Task item
Every line of the records that holds the word "epsilon" should be copied out.

Listed records
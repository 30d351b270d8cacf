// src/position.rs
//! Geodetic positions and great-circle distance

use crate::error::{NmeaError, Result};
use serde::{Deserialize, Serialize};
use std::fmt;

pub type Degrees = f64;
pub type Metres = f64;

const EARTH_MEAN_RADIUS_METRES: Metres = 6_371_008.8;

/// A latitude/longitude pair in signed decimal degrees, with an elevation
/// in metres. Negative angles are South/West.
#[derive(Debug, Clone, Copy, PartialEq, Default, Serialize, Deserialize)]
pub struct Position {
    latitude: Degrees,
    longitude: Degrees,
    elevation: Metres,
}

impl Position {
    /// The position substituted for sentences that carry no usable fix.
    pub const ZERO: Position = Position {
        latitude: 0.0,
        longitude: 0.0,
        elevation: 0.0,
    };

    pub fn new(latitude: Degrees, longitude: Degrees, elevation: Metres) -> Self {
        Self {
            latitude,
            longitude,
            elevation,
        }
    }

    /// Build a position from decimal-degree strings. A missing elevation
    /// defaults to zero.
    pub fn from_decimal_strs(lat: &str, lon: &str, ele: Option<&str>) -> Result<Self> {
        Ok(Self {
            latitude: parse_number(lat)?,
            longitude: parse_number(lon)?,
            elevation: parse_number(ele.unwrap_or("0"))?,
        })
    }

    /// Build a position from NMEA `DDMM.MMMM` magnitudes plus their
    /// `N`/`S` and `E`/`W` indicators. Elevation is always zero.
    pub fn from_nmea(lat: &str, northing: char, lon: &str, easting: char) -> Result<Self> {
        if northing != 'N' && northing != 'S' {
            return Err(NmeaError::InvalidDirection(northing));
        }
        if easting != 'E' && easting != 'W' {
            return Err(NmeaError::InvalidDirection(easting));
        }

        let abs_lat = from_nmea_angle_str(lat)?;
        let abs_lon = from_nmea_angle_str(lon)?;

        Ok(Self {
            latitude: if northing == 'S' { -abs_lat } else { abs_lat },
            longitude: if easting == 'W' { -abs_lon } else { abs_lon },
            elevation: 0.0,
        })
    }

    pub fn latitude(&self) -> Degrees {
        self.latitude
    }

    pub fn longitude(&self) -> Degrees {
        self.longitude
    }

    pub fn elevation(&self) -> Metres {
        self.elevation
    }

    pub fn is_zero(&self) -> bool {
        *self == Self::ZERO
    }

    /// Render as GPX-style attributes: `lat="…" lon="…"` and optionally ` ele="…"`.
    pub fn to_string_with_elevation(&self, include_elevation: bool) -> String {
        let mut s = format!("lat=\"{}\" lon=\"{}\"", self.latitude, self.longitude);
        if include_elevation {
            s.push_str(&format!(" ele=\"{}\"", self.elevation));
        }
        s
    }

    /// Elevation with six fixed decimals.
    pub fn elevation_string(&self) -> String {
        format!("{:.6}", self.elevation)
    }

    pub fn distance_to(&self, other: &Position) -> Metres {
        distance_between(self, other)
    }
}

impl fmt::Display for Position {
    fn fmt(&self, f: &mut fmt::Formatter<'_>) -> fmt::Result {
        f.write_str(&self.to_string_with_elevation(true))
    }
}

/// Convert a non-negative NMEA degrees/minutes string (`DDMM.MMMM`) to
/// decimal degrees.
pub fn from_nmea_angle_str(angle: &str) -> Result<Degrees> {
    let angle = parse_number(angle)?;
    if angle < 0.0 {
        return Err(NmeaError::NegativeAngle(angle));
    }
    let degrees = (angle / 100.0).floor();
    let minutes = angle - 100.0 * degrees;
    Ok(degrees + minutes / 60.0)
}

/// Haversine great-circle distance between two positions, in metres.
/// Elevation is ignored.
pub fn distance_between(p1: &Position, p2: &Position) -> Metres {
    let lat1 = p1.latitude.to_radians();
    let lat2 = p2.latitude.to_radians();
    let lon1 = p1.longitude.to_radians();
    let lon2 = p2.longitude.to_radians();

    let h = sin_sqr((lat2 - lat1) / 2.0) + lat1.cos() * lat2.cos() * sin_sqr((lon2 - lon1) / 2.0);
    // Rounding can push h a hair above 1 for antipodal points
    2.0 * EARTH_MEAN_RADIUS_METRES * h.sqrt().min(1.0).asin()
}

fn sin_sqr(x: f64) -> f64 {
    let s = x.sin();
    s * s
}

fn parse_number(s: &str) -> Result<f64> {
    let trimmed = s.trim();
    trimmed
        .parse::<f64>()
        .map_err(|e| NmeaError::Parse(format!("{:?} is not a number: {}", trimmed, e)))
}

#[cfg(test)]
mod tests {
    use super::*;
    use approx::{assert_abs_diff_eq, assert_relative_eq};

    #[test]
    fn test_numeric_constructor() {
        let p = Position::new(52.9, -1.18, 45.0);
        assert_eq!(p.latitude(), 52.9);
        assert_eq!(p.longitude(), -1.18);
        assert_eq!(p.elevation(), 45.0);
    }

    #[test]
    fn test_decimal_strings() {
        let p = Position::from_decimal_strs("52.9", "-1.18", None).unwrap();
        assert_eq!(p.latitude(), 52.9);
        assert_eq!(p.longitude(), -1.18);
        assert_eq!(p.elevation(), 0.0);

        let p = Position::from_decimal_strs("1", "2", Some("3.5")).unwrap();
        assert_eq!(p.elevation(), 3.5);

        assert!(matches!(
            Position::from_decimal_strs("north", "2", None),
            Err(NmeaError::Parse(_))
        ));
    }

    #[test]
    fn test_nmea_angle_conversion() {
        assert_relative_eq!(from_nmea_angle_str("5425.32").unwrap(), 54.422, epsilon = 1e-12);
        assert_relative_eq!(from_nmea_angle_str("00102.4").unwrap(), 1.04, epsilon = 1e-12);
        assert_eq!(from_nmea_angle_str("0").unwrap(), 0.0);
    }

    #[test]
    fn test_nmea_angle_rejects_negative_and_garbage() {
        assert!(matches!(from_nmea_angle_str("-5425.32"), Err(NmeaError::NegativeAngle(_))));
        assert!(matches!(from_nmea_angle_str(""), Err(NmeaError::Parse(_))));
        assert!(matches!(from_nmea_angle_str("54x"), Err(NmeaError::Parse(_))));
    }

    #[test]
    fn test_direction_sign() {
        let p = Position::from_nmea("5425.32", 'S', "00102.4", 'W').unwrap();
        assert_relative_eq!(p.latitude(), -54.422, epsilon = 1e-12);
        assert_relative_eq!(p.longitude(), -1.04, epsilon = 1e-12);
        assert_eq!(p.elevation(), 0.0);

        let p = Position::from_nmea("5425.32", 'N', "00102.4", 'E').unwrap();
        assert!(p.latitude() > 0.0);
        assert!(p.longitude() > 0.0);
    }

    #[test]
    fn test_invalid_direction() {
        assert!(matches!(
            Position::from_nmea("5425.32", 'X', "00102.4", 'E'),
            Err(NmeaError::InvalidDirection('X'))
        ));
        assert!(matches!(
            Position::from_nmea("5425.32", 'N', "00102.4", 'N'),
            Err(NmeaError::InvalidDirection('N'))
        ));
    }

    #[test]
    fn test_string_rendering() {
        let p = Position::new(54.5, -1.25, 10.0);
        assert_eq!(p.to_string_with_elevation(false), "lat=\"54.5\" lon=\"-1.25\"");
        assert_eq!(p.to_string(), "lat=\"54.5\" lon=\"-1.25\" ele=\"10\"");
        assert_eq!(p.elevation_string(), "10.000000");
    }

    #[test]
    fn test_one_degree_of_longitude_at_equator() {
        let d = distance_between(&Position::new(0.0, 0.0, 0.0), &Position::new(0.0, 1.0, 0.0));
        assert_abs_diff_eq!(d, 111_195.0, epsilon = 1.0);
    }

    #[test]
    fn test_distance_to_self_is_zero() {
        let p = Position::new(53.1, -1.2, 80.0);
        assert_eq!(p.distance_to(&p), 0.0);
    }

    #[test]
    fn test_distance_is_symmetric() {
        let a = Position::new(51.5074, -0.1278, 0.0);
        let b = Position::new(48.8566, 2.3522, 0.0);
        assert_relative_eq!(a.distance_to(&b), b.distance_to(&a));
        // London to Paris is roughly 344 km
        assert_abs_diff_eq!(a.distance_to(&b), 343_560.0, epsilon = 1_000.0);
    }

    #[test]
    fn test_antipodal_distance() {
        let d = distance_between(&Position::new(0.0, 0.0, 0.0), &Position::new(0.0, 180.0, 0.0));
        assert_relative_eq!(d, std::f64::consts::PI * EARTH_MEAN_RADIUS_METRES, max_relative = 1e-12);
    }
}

Written answer
        assert_relative_eq!(from_nmea_angle_str("5425.32").unwrap(), 54.422, epsilon = 1e-12);
        assert_relative_eq!(from_nmea_angle_str("00102.4").unwrap(), 1.04, epsilon = 1e-12);
        assert_relative_eq!(p.latitude(), -54.422, epsilon = 1e-12);
        assert_relative_eq!(p.longitude(), -1.04, epsilon = 1e-12);
        assert_abs_diff_eq!(d, 111_195.0, epsilon = 1.0);
        assert_abs_diff_eq!(a.distance_to(&b), 343_560.0, epsilon = 1_000.0);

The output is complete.